== Activity ==
Somewhere below are a line with "pub fn disabled()" and a later line with "pub fn disarm(&mut". Output exactly those lines and all lines between them.

* * * * * * *

//! Deadline watchdog: cancels a run that outlives its timeout.

use std::sync::atomic::{AtomicBool, Ordering};
use std::sync::Arc;
use std::thread;
use std::time::Duration;

use crossbeam_channel::{after, bounded, select, Sender};
use tracing::warn;

use stepwise_core::CancellationToken;

/// Background timer that requests cancellation when a deadline passes.
///
/// Disarmed when dropped.
pub struct Watchdog {
    disarm: Option<Sender<()>>,
    fired: Arc<AtomicBool>,
}

impl Watchdog {
    /// Start a watchdog that cancels `cancel` after `timeout`.
    #[must_use]
    pub fn arm(cancel: CancellationToken, timeout: Duration) -> Self {
        let (disarm_tx, disarm_rx) = bounded::<()>(0);
        let fired = Arc::new(AtomicBool::new(false));
        let fired_flag = fired.clone();

        thread::spawn(move || {
            select! {
                recv(disarm_rx) -> _ => {}
                recv(after(timeout)) -> _ => {
                    let timeout_ms = u64::try_from(timeout.as_millis()).unwrap_or(u64::MAX);
                    warn!(timeout_ms, "Timeout reached, cancelling run");
                    fired_flag.store(true, Ordering::Release);
                    cancel.cancel();
                }
            }
        });

        Self {
            disarm: Some(disarm_tx),
            fired,
        }
    }

    /// A watchdog that never fires.
    #[must_use]
    pub fn disabled() -> Self {
        Self {
            disarm: None,
            fired: Arc::new(AtomicBool::new(false)),
        }
    }

    /// Whether the deadline passed and cancellation was requested.
    #[must_use]
    pub fn fired(&self) -> bool {
        self.fired.load(Ordering::Acquire)
    }

    /// Stop the timer. Has no effect if it already fired.
    pub fn disarm(&mut self) {
        // Dropping the sender disconnects the channel and wakes the timer thread.
        self.disarm.take();
    }
}

impl Drop for Watchdog {
    fn drop(&mut self) {
        self.disarm();
    }
}

#[cfg(test)]
mod tests {
    use super::*;

    #[test]
    fn fires_after_timeout() {
        let token = CancellationToken::new();
        let watchdog = Watchdog::arm(token.clone(), Duration::from_millis(10));
        thread::sleep(Duration::from_millis(200));
        assert!(watchdog.fired());
        assert!(token.is_cancelled());
    }

    #[test]
    fn disarmed_watchdog_does_not_fire() {
        let token = CancellationToken::new();
        let mut watchdog = Watchdog::arm(token.clone(), Duration::from_millis(100));
        watchdog.disarm();
        thread::sleep(Duration::from_millis(200));
        assert!(!watchdog.fired());
        assert!(!token.is_cancelled());
    }

    #[test]
    fn disabled_watchdog_never_fires() {
        let watchdog = Watchdog::disabled();
        assert!(!watchdog.fired());
    }
}
//! Shell completion generation.

use std::io;

use clap::Command;
use clap_complete::{generate, Shell};

/// Generate shell completion script.
pub fn generate_completion(cmd: &mut Command, shell: Shell, out: &mut dyn io::Write) {
    generate(shell, cmd, "stepwise", out);
}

* * * * * * *

== Reply ==
    pub fn disabled() -> Self {
        Self {
            disarm: None,
            fired: Arc::new(AtomicBool::new(false)),
        }
    }

    /// Whether the deadline passed and cancellation was requested.
    #[must_use]
    pub fn fired(&self) -> bool {
        self.fired.load(Ordering::Acquire)
    }

    /// Stop the timer. Has no effect if it already fired.
    pub fn disarm(&mut self) {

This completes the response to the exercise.